Olen Steinhauer signals what he’s up to at the very beginning of his clever All the Old Knives (St. Martins/Minotaur Books, paperback ARC) when CIA agent Henry Pelham discusses the state of contemporary spy fiction with a fellow airline passenger. She’s reading an old Len Deighton. “They just don’t make stories like this anymore. … You knew who the bad guys were back then.”
Actually, they do still write traditional spy novels — see Joseph Kanon, above — and Steinhauer’s new book isn’t as different as one might suppose, despite its up-to-the-minute terrorist-flavored plot and its unconventional framework. Almost all of it takes place over dinner at a quiet restaurant in Carmel-by-the-Sea, Calif., where Henry is meeting former lover and agent Celia Favreau for the first time in five years. Both were stationed in Vienna during the catastrophic takeover of a passenger plane by a radical Islamic group. Celia left within months after the debacle to marry an older man and start a family. Ostensibly, Henry just happens to be in her neck of the woods and Celia is catching him up on her two small children, but much more is revealed in their conversation and in flashbacks. Henry’s involved in an inquiry about the hijacking — there’s lingering suspicion that a mole tipped off the terrorists — and he wants Celia’s version of events. Of course, it’s all in the official report. Or is it?

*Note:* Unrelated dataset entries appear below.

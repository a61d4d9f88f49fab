//! The Cortex session layer: context assembly and the streaming chat
//! session manager.
//!
//! `ChatSession` is the single entry point an interface layer drives. It
//! wires together the persona store, the knowledge aggregator, the model
//! router, and a `GenerationBackend`, and owns the conversation transcript.

pub mod assembler;
pub mod session;

pub use assembler::{AssembledPrompt, assemble};
pub use session::{ChatSession, SessionState};
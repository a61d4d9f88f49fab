//! The auto-generated role specification digest.
//!
//! A markdown rendering of the full persona table, kept as a synthetic
//! project document so the orchestrator persona can delegate with accurate
//! knowledge of every role's remit. Regenerated whenever a persona changes.

use cortex_core::persona::PersonaSet;
use std::fmt::Write;

/// Reserved document id for the digest. Uploads never collide with this
/// because generated ids are numeric.
pub const ROLE_SPEC_ID: &str = "default-role-specs";

/// Display name of the digest document.
pub const ROLE_SPEC_NAME: &str = "role_specialisation.md";

/// Type tag of the digest document.
pub const ROLE_SPEC_TYPE: &str = "text/markdown";

/// Render the digest for the current persona set.
///
/// Output is deterministic for a given set; the sync path relies on
/// content equality to detect no-op regenerations.
pub fn render(personas: &PersonaSet) -> String {
    let mut out = String::from(
        "# Cortex Data Nexus - Role Specifications\n\n\
         > **Auto-Generated**: This context is dynamically synced with your Role Settings.\n\n",
    );
    let sections: Vec<String> = personas
        .iter()
        .map(|p| {
            let mut s = String::new();
            // write! to a String cannot fail.
            let _ = write!(
                s,
                "## {}\n**Title:** {}\n**Description:** {}\n**System Instruction:**\n```text\n{}\n```\n",
                p.name, p.title, p.description, p.system_instruction
            );
            s
        })
        .collect();
    out.push_str(&sections.join("\n"));
    out.push('\n');
    out
}
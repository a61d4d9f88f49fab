//! Knowledge aggregation for Cortex: project files, the global knowledge
//! base, and the auto-generated role specification digest.

pub mod aggregator;
pub mod role_spec;

pub use aggregator::{KnowledgeBase, Scope};
//! The persona store — effective personas, overrides, and persistence.
//!
//! Hydration iterates the fixed key enumeration (never the stored payload's
//! keys, to tolerate schema drift): each stored override is overlaid on the
//! baked-in default with the icon capability re-attached from the default.
//! Mutations persist the serializable projection of the whole set; the write
//! is fire-and-forget and never fails the mutation.

use crate::defaults;
use cortex_core::persona::{Persona, PersonaKey, PersonaOverlay, PersonaSet};
use cortex_core::storage::{KeyValueStore, keys};
use std::collections::HashMap;
use std::sync::Arc;
use tracing::{debug, warn};

/// Holds the canonical effective persona set for a session.
pub struct PersonaStore {
    store: Arc<dyn KeyValueStore>,
    set: PersonaSet,
}

impl PersonaStore {
    /// Open the store, hydrating from durable storage.
    ///
    /// A missing or malformed persisted payload falls back to all defaults;
    /// startup never fails because of bad stored state.
    pub fn open(store: Arc<dyn KeyValueStore>) -> Self {
        let stored = match store.get(keys::PERSONAS) {
            Ok(s) => s,
            Err(e) => {
                warn!(error = %e, "Failed to read persisted personas, using defaults");
                None
            }
        };
        let set = hydrate(stored.as_deref());
        Self { store, set }
    }

    /// The current effective persona set.
    pub fn set(&self) -> &PersonaSet {
        &self.set
    }

    /// The effective persona for one key.
    pub fn get(&self, key: PersonaKey) -> &Persona {
        self.set.get(key)
    }

    /// Replace one key's effective persona wholesale and persist.
    pub fn update(&mut self, key: PersonaKey, mut definition: Persona) -> &PersonaSet {
        definition.key = key;
        // Overrides can never carry a renderable capability; pin the default's.
        definition.icon = defaults::default_for(key).icon;
        self.set.replace(definition);
        self.persist();
        &self.set
    }

    /// Restore exactly the baked-in default for one key and persist.
    pub fn reset_to_default(&mut self, key: PersonaKey) -> &PersonaSet {
        self.set.replace(defaults::default_for(key));
        self.persist();
        &self.set
    }

    fn persist(&self) {
        let json = match self.set.to_stored_json() {
            Ok(j) => j,
            Err(e) => {
                warn!(error = %e, "Failed to serialize personas, skipping persist");
                return;
            }
        };
        if let Err(e) = self.store.set(keys::PERSONAS, &json) {
            warn!(error = %e, "Failed to persist personas");
        }
    }
}

/// Merge stored overrides onto the default table.
///
/// Pure: iterates `PersonaKey::ALL`, overlays any stored entry for that key
/// on the default, and always re-attaches the default icon. Garbage input
/// yields the all-defaults set.
pub fn hydrate(stored: Option<&str>) -> PersonaSet {
    let overlays: HashMap<String, PersonaOverlay> = match stored {
        None => HashMap::new(),
        Some(raw) => match serde_json::from_str(raw) {
            Ok(map) => map,
            Err(e) => {
                warn!(error = %e, "Malformed persisted personas, falling back to defaults");
                HashMap::new()
            }
        },
    };

    let entries = PersonaKey::ALL
        .iter()
        .map(|key| {
            let default = defaults::default_for(*key);
            match overlays.get(&key.to_string()) {
                Some(overlay) => {
                    debug!(key = %key, "Applying stored persona override");
                    default.with_overlay(overlay)
                }
                None => default,
            }
        })
        .collect();

    PersonaSet::from_entries(entries)
}

#[cfg(test)]
mod tests {
    use super::*;
    use cortex_core::persona::ModelPreference;
    use cortex_storage::MemoryStore;

    #[test]
    fn hydrate_is_total_over_empty_input() {
        let set = hydrate(None);
        for key in PersonaKey::ALL {
            assert_eq!(set.get(key).key, key);
        }
    }

    #[test]
    fn hydrate_is_total_over_garbage_input() {
        let set = hydrate(Some("{{{ not json"));
        for key in PersonaKey::ALL {
            assert_eq!(set.get(key), &defaults::default_for(key));
        }
    }

    #[test]
    fn hydrate_preserves_overrides_and_defaults_the_rest() {
        let stored = r#"{"ENGINEER":{"name":"X"}}"#;
        let set = hydrate(Some(stored));
        let engineer = set.get(PersonaKey::Engineer);
        let default = defaults::default_for(PersonaKey::Engineer);
        assert_eq!(engineer.name, "X");
        assert_eq!(engineer.title, default.title);
        assert_eq!(engineer.system_instruction, default.system_instruction);
        assert_eq!(engineer.icon, default.icon);
        // Untouched keys are exactly the defaults.
        assert_eq!(
            set.get(PersonaKey::Scientist),
            &defaults::default_for(PersonaKey::Scientist)
        );
    }

    #[test]
    fn hydrate_ignores_unknown_stored_keys() {
        let stored = r#"{"RESEARCHER":{"name":"Ghost"},"OPS":{"title":"SRE"}}"#;
        let set = hydrate(Some(stored));
        assert_eq!(set.get(PersonaKey::Ops).title, "SRE");
        for key in PersonaKey::ALL {
            assert_eq!(set.get(key).key, key);
        }
    }

    #[test]
    fn update_persists_and_survives_reopen() {
        let store: Arc<dyn KeyValueStore> = Arc::new(MemoryStore::new());
        let mut personas = PersonaStore::open(store.clone());

        let mut def = personas.get(PersonaKey::Architect).clone();
        def.name = "Platform Architect".into();
        def.model_preference = ModelPreference::Fast;
        personas.update(PersonaKey::Architect, def);

        let reopened = PersonaStore::open(store);
        let arch = reopened.get(PersonaKey::Architect);
        assert_eq!(arch.name, "Platform Architect");
        assert_eq!(arch.model_preference, ModelPreference::Fast);
        // Icon came back from the default table, not from storage.
        assert_eq!(arch.icon, defaults::default_for(PersonaKey::Architect).icon);
    }

    #[test]
    fn reset_restores_the_exact_default() {
        let store: Arc<dyn KeyValueStore> = Arc::new(MemoryStore::new());
        let mut personas = PersonaStore::open(store.clone());

        let mut def = personas.get(PersonaKey::Scientist).clone();
        def.system_instruction = "Changed.".into();
        personas.update(PersonaKey::Scientist, def);
        personas.reset_to_default(PersonaKey::Scientist);

        assert_eq!(
            personas.get(PersonaKey::Scientist),
            &defaults::default_for(PersonaKey::Scientist)
        );

        let reopened = PersonaStore::open(store);
        assert_eq!(
            reopened.get(PersonaKey::Scientist),
            &defaults::default_for(PersonaKey::Scientist)
        );
    }
}
//! File-based key-value store — one file per key under a state directory.
//!
//! Simple, portable, human-inspectable, and requires zero external
//! dependencies. Each key maps to `<state_dir>/<key>.json`; the value is the
//! file's verbatim contents.

use cortex_core::error::StorageError;
use cortex_core::storage::KeyValueStore;
use std::io::ErrorKind;
use std::path::PathBuf;
use tracing::debug;

/// A file-backed store rooted at a state directory.
///
/// The directory is created lazily on first write, so constructing a store
/// against a path that does not exist yet is fine.
pub struct FileStore {
    dir: PathBuf,
}

impl FileStore {
    /// Create a store rooted at the given directory.
    pub fn new(dir: impl Into<PathBuf>) -> Self {
        let dir = dir.into();
        debug!(dir = %dir.display(), "File store opened");
        Self { dir }
    }

    fn path_for(&self, key: &str) -> PathBuf {
        self.dir.join(format!("{key}.json"))
    }

    fn ensure_dir(&self, key: &str) -> Result<(), StorageError> {
        std::fs::create_dir_all(&self.dir).map_err(|e| StorageError::WriteFailed {
            key: key.to_string(),
            reason: format!("failed to create state directory: {e}"),
        })
    }
}

impl KeyValueStore for FileStore {
    fn get(&self, key: &str) -> Result<Option<String>, StorageError> {
        match std::fs::read_to_string(self.path_for(key)) {
            Ok(content) => Ok(Some(content)),
            Err(e) if e.kind() == ErrorKind::NotFound => Ok(None),
            Err(e) => Err(StorageError::ReadFailed {
                key: key.to_string(),
                reason: e.to_string(),
            }),
        }
    }

    fn set(&self, key: &str, value: &str) -> Result<(), StorageError> {
        self.ensure_dir(key)?;
        std::fs::write(self.path_for(key), value).map_err(|e| StorageError::WriteFailed {
            key: key.to_string(),
            reason: e.to_string(),
        })
    }

    fn remove(&self, key: &str) -> Result<(), StorageError> {
        match std::fs::remove_file(self.path_for(key)) {
            Ok(()) => Ok(()),
            Err(e) if e.kind() == ErrorKind::NotFound => Ok(()),
            Err(e) => Err(StorageError::WriteFailed {
                key: key.to_string(),
                reason: e.to_string(),
            }),
        }
    }
}
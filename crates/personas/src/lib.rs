//! Personas for Cortex: baked-in defaults, stored overrides, hydration.
//!
//! The default table in [`defaults`] is the single source of truth for what
//! each role looks like out of the box. [`store::PersonaStore`] layers user
//! overrides on top and keeps them durable.

pub mod defaults;
pub mod store;

pub use defaults::{default_for, defaults};
pub use store::{PersonaStore, hydrate};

Halfway through the book, Steinhauer switches perspectives from Henry to Celia, and while her memories overlap his, they also differ on crucial points. So, who are you going to believe? Both are well-trained liars and unreliable witnesses. The narrative switches back and forth as dinner progresses. Wine flows. Delicious food consumed. The veal hardly needs a knife, but the talk becomes more pointed. In the end, a good spy tales turns on deceit and betrayal. All the Old Knives is very good indeed.
Laurie R. King’s novels mix atmosphere, history and intrigue, whether she’s writing suspense novels like 2013’s The Bones of Paris or one of her entries in the Mary Russell-Sherlock Holmes series, say, 2012’s Garment of Shadows, which started out in in 1920s Morocco. Her latest, Dreaming Spies (Bantam/Random House, digital galley) finds Mary and Sherlock on a steamer bound for 1924 Japan, where they disguise themselves as Buddhist pilgrims as part of a secret mission to help the royal family. It all stems from a meeting aboard ship with a young Japanese woman, who turns out to be economist, acrobat and real-life ninja, and an English lord who turns out to be a blackmailer. The leisurely narrative, stuffed with all sorts of fascinating cultural asides, is occasionally punctuated by action scenes, but it’s Mary and Sherlock’s wits that make the story so entertaining. Their Japan adventure is only partially resolved, however, and there’s more mystery a year later when their Japanese friends and foes come calling in Mary’s beloved Oxford with its “dreaming spires.”
Apologies to all who saw an earlier unfinished and unedited post due to a cat walking across laptop and hitting “Publish.”